Problem requirements: Your output must match the records below character for character.
◆ ◆ ◆ ◆
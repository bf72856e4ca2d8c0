use std::error::Error;
use std::fs::File;
use std::io::{self, BufRead, BufReader};
use std::path::Path;

/// Defines the interface for reading precomputed input files.
///
/// Implementors handle format-specific parsing; opening files and buffering is
/// shared through the provided methods.
pub trait InputFile {
    /// The model produced by a successful parse.
    type Output;

    /// The error type for I/O and parse failures.
    type Error: Error + From<io::Error>;

    /// Reads the model from a buffered reader.
    ///
    /// # Arguments
    ///
    /// * `reader` - The buffered reader to read from.
    ///
    /// # Errors
    ///
    /// Returns an error if parsing fails or I/O operations encounter issues.
    fn read_from(reader: &mut impl BufRead) -> Result<Self::Output, Self::Error>;

    /// Reads the model from a file path.
    ///
    /// # Arguments
    ///
    /// * `path` - The path to the file to read.
    ///
    /// # Errors
    ///
    /// Returns an error if the file cannot be opened or parsing fails.
    fn read_from_path<P: AsRef<Path>>(path: P) -> Result<Self::Output, Self::Error> {
        let file = File::open(path)?;
        let mut reader = BufReader::new(file);
        Self::read_from(&mut reader)
    }
}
◆ ◆ ◆ ◆
Task result:
repository bf72856e4ca2d8c0
use std::error::Error;
use std::fs::File;
use std::io::{self, BufRead, BufReader};
use std::path::Path;

/// Defines the interface for reading precomputed input files.
///
/// Implementors handle format-specific parsing; opening files and buffering is
/// shared through the provided methods.
pub trait InputFile {
    /// The model produced by a successful parse.
    type Output;

    /// The error type for I/O and parse failures.
    type Error: Error + From<io::Error>;

    /// Reads the model from a buffered reader.
    ///
    /// # Arguments
    ///
    /// * `reader` - The buffered reader to read from.
    ///
    /// # Errors
    ///
    /// Returns an error if parsing fails or I/O operations encounter issues.
    fn read_from(reader: &mut impl BufRead) -> Result<Self::Output, Self::Error>;

    /// Reads the model from a file path.
    ///
    /// # Arguments
    ///
    /// * `path` - The path to the file to read.
    ///
    /// # Errors
    ///
    /// Returns an error if the file cannot be opened or parsing fails.
    fn read_from_path<P: AsRef<Path>>(path: P) -> Result<Self::Output, Self::Error> {
        let file = File::open(path)?;
        let mut reader = BufReader::new(file);
        Self::read_from(&mut reader)
    }
}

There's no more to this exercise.